EXERCISE:
Every line of the material below in which "ensure" shows up is to be located and copied.

RECORDS SUPPLIED:
····················
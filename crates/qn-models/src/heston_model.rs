//! Heston stochastic-volatility model.
//!
//! ```text
//! dS = (r − q) S dt + √v S dW₁
//! dv = κ (θ − v) dt + σ √v dW₂,   dW₁ dW₂ = ρ dt
//! ```
//!
//! A parameter container: the process is rebuilt from the current
//! parameters on demand, so calibration only touches `[κ, θ, σ, ρ, v0]`.

use crate::calibrated_model::{
    assign_flat, BoundaryConstraint, CalibratedModel, NoConstraint, Parameter, PositiveConstraint,
};
use qn_core::{ensure, errors::Result, Real};
use qn_processes::HestonProcess;
use qn_termstructures::YieldTermStructure;
use std::sync::Arc;

/// Heston model with parameters `[κ, θ, σ, ρ, v0]`.
#[derive(Debug, Clone)]
pub struct HestonModel {
    risk_free_rate: Arc<dyn YieldTermStructure>,
    dividend_yield: Arc<dyn YieldTermStructure>,
    s0: Real,
    params: Vec<Parameter>,
}

impl HestonModel {
    /// Model with the parameters of `process`.
    pub fn new(process: &HestonProcess) -> Self {
        Self {
            risk_free_rate: Arc::clone(process.risk_free_rate()),
            dividend_yield: Arc::clone(process.dividend_yield()),
            s0: process.s0(),
            params: vec![
                Parameter::new(vec![process.kappa()], NoConstraint),
                Parameter::new(vec![process.theta()], PositiveConstraint),
                Parameter::new(vec![process.sigma()], PositiveConstraint),
                Parameter::new(vec![process.rho()], BoundaryConstraint::new(-1.0, 1.0)),
                Parameter::new(vec![process.v0()], PositiveConstraint),
            ],
        }
    }

    /// The process under the current parameters.
    pub fn process(&self) -> Result<HestonProcess> {
        HestonProcess::new(
            Arc::clone(&self.risk_free_rate),
            Arc::clone(&self.dividend_yield),
            self.s0,
            self.v0(),
            self.kappa(),
            self.theta(),
            self.sigma(),
            self.rho(),
        )
    }

    /// Initial spot.
    pub fn s0(&self) -> Real {
        self.s0
    }

    /// Variance mean-reversion speed.
    pub fn kappa(&self) -> Real {
        self.params[0].value()
    }

    /// Long-run variance.
    pub fn theta(&self) -> Real {
        self.params[1].value()
    }

    /// Volatility of variance.
    pub fn sigma(&self) -> Real {
        self.params[2].value()
    }

    /// Spot-variance correlation.
    pub fn rho(&self) -> Real {
        self.params[3].value()
    }

    /// Initial variance.
    pub fn v0(&self) -> Real {
        self.params[4].value()
    }

    /// Feller condition `2κθ > σ²`: the variance stays strictly positive.
    pub fn feller_satisfied(&self) -> bool {
        2.0 * self.kappa() * self.theta() > self.sigma() * self.sigma()
    }
}

impl CalibratedModel for HestonModel {
    fn params(&self) -> &[Parameter] {
        &self.params
    }

    fn set_params(&mut self, values: &[Real]) -> Result<()> {
        ensure!(values.len() == 5, "Heston takes [κ, θ, σ, ρ, v0], got {} values", values.len());
        assign_flat(&mut self.params, values)
    }
}

#[cfg(test)]
mod tests {
    use super::*;
    use approx::assert_abs_diff_eq;
    use qn_termstructures::FlatForward;

    fn model() -> HestonModel {
        let process = HestonProcess::new(
            Arc::new(FlatForward::new(0.05)),
            Arc::new(FlatForward::new(0.02)),
            100.0,
            0.04,
            1.5,
            0.04,
            0.3,
            -0.7,
        )
        .unwrap();
        HestonModel::new(&process)
    }

    #[test]
    fn parameters_mirror_the_process() {
        let m = model();
        assert_eq!(m.flat_params(), vec![1.5, 0.04, 0.3, -0.7, 0.04]);
        assert_eq!(m.s0(), 100.0);
        // 2 · 1.5 · 0.04 = 0.12 > 0.09
        assert!(m.feller_satisfied());
    }

    #[test]
    fn recalibrated_parameters_flow_into_the_process() {
        let mut m = model();
        m.set_params(&[0.5, 0.05, 0.4, -0.8, 0.06]).unwrap();
        assert!(!m.feller_satisfied());
        let p = m.process().unwrap();
        assert_abs_diff_eq!(p.kappa(), 0.5);
        assert_abs_diff_eq!(p.v0(), 0.06);
        assert_abs_diff_eq!(p.rho(), -0.8);

        assert!(m.set_params(&[0.5, 0.05, 0.4, -1.2, 0.06]).is_err());
        assert_abs_diff_eq!(m.rho(), -0.8);
    }
}
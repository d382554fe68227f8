//! Boundary conditions applied around every operator application and
//! every implicit solve.

use super::mesher_composite::FdmMesher;
use super::operators::FdmLinearOpComposite;
use qn_core::{Real, Size, Time};
use qn_math::Array;
use std::sync::Arc;

/// Hooks called by the schemes around operator applications and solves.
///
/// Every hook defaults to doing nothing.
pub trait BoundaryCondition: std::fmt::Debug + Send + Sync {
    /// Called at the start of each step with the time being stepped to.
    fn set_time(&mut self, _t: Time) {}

    /// Before `op` is applied to the values.
    fn apply_before_applying(&self, _op: &dyn FdmLinearOpComposite) {}

    /// After the operator has been applied; `values` is the result.
    fn apply_after_applying(&self, _values: &mut Array) {}

    /// Before an implicit solve with `op`; `rhs` is the right-hand side.
    fn apply_before_solving(&self, _op: &dyn FdmLinearOpComposite, _rhs: &mut Array) {}

    /// After an implicit solve; `values` is the solution.
    fn apply_after_solving(&self, _values: &mut Array) {}
}

/// Which end of a direction a boundary sits on.
#[derive(Debug, Clone, Copy, PartialEq, Eq)]
pub enum Side {
    /// Smallest coordinate.
    Lower,
    /// Largest coordinate.
    Upper,
}

/// Fixes the values on one side of one direction to a constant.
#[derive(Debug, Clone)]
pub struct FdmDirichletBoundary {
    value: Real,
    indices: Vec<Size>,
    x_extreme: Real,
}

impl FdmDirichletBoundary {
    /// Dirichlet condition `V = value` on `side` of `direction`.
    pub fn new(mesher: Arc<dyn FdmMesher>, value: Real, direction: usize, side: Side) -> Self {
        let layout = mesher.layout();
        let edge = match side {
            Side::Lower => 0,
            Side::Upper => layout.dim()[direction] - 1,
        };
        let mut indices = Vec::new();
        let mut x_extreme = Real::NAN;
        for iter in layout.iter() {
            if iter.coordinates()[direction] == edge {
                if indices.is_empty() {
                    x_extreme = mesher.location(&iter, direction);
                }
                indices.push(iter.index());
            }
        }
        Self {
            value,
            indices,
            x_extreme,
        }
    }

    /// Grid coordinate of the boundary.
    pub fn x_extreme(&self) -> Real {
        self.x_extreme
    }

    /// The prescribed value.
    pub fn value(&self) -> Real {
        self.value
    }

    fn fix(&self, values: &mut Array) {
        for &i in &self.indices {
            values[i] = self.value;
        }
    }
}

impl BoundaryCondition for FdmDirichletBoundary {
    fn apply_after_applying(&self, values: &mut Array) {
        self.fix(values);
    }

    fn apply_before_solving(&self, _op: &dyn FdmLinearOpComposite, rhs: &mut Array) {
        self.fix(rhs);
    }

    fn apply_after_solving(&self, values: &mut Array) {
        self.fix(values);
    }
}

/// Ordered collection of boundary conditions, applied in insertion order.
#[derive(Debug, Default)]
pub struct FdmBoundaryConditionSet {
    conditions: Vec<Box<dyn BoundaryCondition>>,
}

impl FdmBoundaryConditionSet {
    /// Empty set: natural boundaries from the one-sided operator stencils.
    pub fn new() -> Self {
        Self::default()
    }

    /// Append `condition`.
    pub fn push(&mut self, condition: impl BoundaryCondition + 'static) {
        self.conditions.push(Box::new(condition));
    }

    /// Number of conditions.
    pub fn len(&self) -> usize {
        self.conditions.len()
    }

    /// `true` without conditions.
    pub fn is_empty(&self) -> bool {
        self.conditions.is_empty()
    }

    /// Forward `set_time` to every condition.
    pub fn set_time(&mut self, t: Time) {
        self.conditions.iter_mut().for_each(|c| c.set_time(t));
    }

    /// Forward `apply_before_applying` to every condition.
    pub fn apply_before_applying(&self, op: &dyn FdmLinearOpComposite) {
        self.conditions.iter().for_each(|c| c.apply_before_applying(op));
    }

    /// Forward `apply_after_applying` to every condition.
    pub fn apply_after_applying(&self, values: &mut Array) {
        self.conditions.iter().for_each(|c| c.apply_after_applying(values));
    }

    /// Forward `apply_before_solving` to every condition.
    pub fn apply_before_solving(&self, op: &dyn FdmLinearOpComposite, rhs: &mut Array) {
        self.conditions.iter().for_each(|c| c.apply_before_solving(op, rhs));
    }

    /// Forward `apply_after_solving` to every condition.
    pub fn apply_after_solving(&self, values: &mut Array) {
        self.conditions.iter().for_each(|c| c.apply_after_solving(values));
    }
}

impl FromIterator<Box<dyn BoundaryCondition>> for FdmBoundaryConditionSet {
    fn from_iter<I: IntoIterator<Item = Box<dyn BoundaryCondition>>>(iter: I) -> Self {
        Self {
            conditions: iter.into_iter().collect(),
        }
    }
}

#[cfg(test)]
mod tests {
    use super::*;
    use crate::finite_differences::{FdmMesherComposite, Uniform1dMesher};

    #[test]
    fn dirichlet_fixes_one_edge_of_a_plane() {
        let mesher: Arc<dyn FdmMesher> = Arc::new(FdmMesherComposite::from_2d(
            Uniform1dMesher::new(0.0, 1.0, 4).unwrap(),
            Uniform1dMesher::new(-1.0, 1.0, 3).unwrap(),
        ));
        let mut set = FdmBoundaryConditionSet::new();
        let upper = FdmDirichletBoundary::new(Arc::clone(&mesher), 7.0, 1, Side::Upper);
        assert_eq!(upper.x_extreme(), 1.0);
        set.push(upper);
        set.push(FdmDirichletBoundary::new(Arc::clone(&mesher), -1.0, 0, Side::Lower));
        assert_eq!(set.len(), 2);

        let mut values = Array::zeros(12);
        set.apply_after_solving(&mut values);
        for it in mesher.layout().iter() {
            let c = it.coordinates();
            let expected = if c[0] == 0 {
                -1.0
            } else if c[1] == 2 {
                7.0
            } else {
                0.0
            };
            assert_eq!(values[it.index()], expected);
        }
    }
}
····················
RESULT FOR THIS TASK:
use qn_core::{ensure, errors::Result, Real};
        ensure!(values.len() == 5, "Heston takes [κ, θ, σ, ρ, v0], got {} values", values.len());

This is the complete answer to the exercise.